El estado de las cosas había llegado a tal punto que la noción de conflicto quedaba en un plano tan extraño en el que los participantes de aquella aventura solo llegaron a percibir -y de forma muy lejana- que posibilidad de sobrevivir se había vuelto particularmente escasa.
Por ello, y bajo el mando y tutela de Sigmundo el Perseverante, los veintidós marineros del Arixtas, dejaron atrás ofensas y rencores y remaron hacia el puerto con energías renovadas y a fuerza de ritmo y fortaleza.
Lo que había pasado, quedaría, según el acuerdo tácito de todos, enterrado en el corazón y olvidado por las mentes. El horror, la vergüenza y el desconsuelo habían sido tan profundos que ni siquiera aquella elite de guerreros ampurianos salió indemne.
Los latidos, el pulso de las cavernas había emergido desde el fondo de un mar convertido en lava fría que arremolinaba piedras flotantes y cardúmenes muertos junto a cuerpos secos, pálidos y transparentes de los muertos devenidos carne, ropaje inútil de almas emigradas, gritos y llantos coagulados de un pasado cercano que aún resonaban en el eco imposible de aquel mar impío
El barco era apenas un cascarón hueco y torpe entre la espuma tóxica y rabiosa de unas olas que cargaban maldad y rencor.
El mar se había vuelto el más horrendo caldo hirviente de larvas, miseria y dolor y como hijo dilecto de la luna, devoró cuanta vida encontró a su paso, solo por un dolor tan intenso que le hacía arder su esencia marina y escupir lenguas de fuego y soberbias explosiones de calor, putrefacción y muerte.
El mar se había vuelto oscuro.
Los dioses estaban intranquilos.
En el juego de la vida, aquel momento no estaba contemplado ni aún por el Destino que todo lo sabe.
Y fue todo por amor, simple, puro, prístina adyacencia de almas encontradas en el tiempo de los tiempos.
Pero imposible.
Como todo amor intenso y etéreo, llevaba en su vientre, el germen de la destrucción.
Nunca había pasado que el mar, aquel fluido viviente y atemporal se enamorara sin remedio ni consuelo de una mujer humana, una hija de la costa.

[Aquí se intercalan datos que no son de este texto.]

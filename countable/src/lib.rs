//! Countable values and the builder that transforms them.
//!
//! A [`Countable`] is zero, one or many elements of the same type, or an
//! abnormal outcome carrying a [`Diagnosis`] instead of elements. It is
//! immutable; to transform it, open a [`View`], chain operations on it and
//! materialize the result with [`View::value`].
//!
//! Positions are addressed with [`Index`], which counts either forward from
//! the first element or backward from the last one.
//!
//! The [`elements`] module holds the lower level containers (fixed arrays,
//! growable lists and generated sequences) whose mutability is described
//! by [`Flags`].
pub mod elements;
pub mod error;
mod flags;
mod index;
pub mod search;
mod value;
mod view;

pub use countable_contract::{diagnose, Diagnosis, Rule, Severity};
pub use elements::{Elements, ElementsCore, Order};
pub use flags::Flags;
pub use index::Index;
pub use value::{Abnormal, Countable, CountableCore, Empty, Many, One};
pub use view::{Categorized, Indices, SplitBoundary, View};
use std::sync::Arc;

use crate::value::traits::CountableCore;
use crate::{diagnose, Diagnosis, Rule};

/// Two or more elements. Clones share the elements.
#[derive(Debug, Clone, PartialEq)]
pub struct Many<E> {
    elements: Arc<[E]>,
}

impl<E> Many<E> {
    pub(crate) fn new(elements: Vec<E>) -> Self {
        debug_assert!(elements.len() > 1);
        Many {
            elements: elements.into(),
        }
    }
}

impl<E> CountableCore<E> for Many<E> {
    #[inline]
    fn as_slice(&self) -> &[E] {
        &self.elements
    }

    #[inline]
    fn one(self) -> Result<E, Diagnosis> {
        Err(diagnose(Rule::MustNotHaveMany, self.elements.len()))
    }

    #[inline]
    fn option(self) -> Result<Option<E>, Diagnosis> {
        Err(diagnose(Rule::MustNotHaveMany, self.elements.len()))
    }
}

Vio el mar aquella criatura parada sobre la roca y sus venas salinas se contrajeron en un estertor doloroso y vital. Había sucedido antes claro, hombres o mujeres que se arrojaban de las rocas, los riscos   o de los puentes para hacerse uno con el mar.
Había sido simple por incontable años. La nostalgia, aquella invisible ancla hacia las profundidades del ser o el arrobamiento frente al infinito, al horizonte brumoso; incluso a veces bastaba un pequeño arranque de melancolía o una alegría desmedida en el instante de la euforia y aquellos seres deseados por el mar se hundían en el mismo para convertirse en sal y silencio.
Pero aquella mujer, la primera de toda la creación, parada frente al inmenso risco y frente a un mar anhelante, miró con pena y sonrió. Tornó su cuerpo y le dio la espalda. Caminó lejos de allí y el mar nunca la volvió a ver.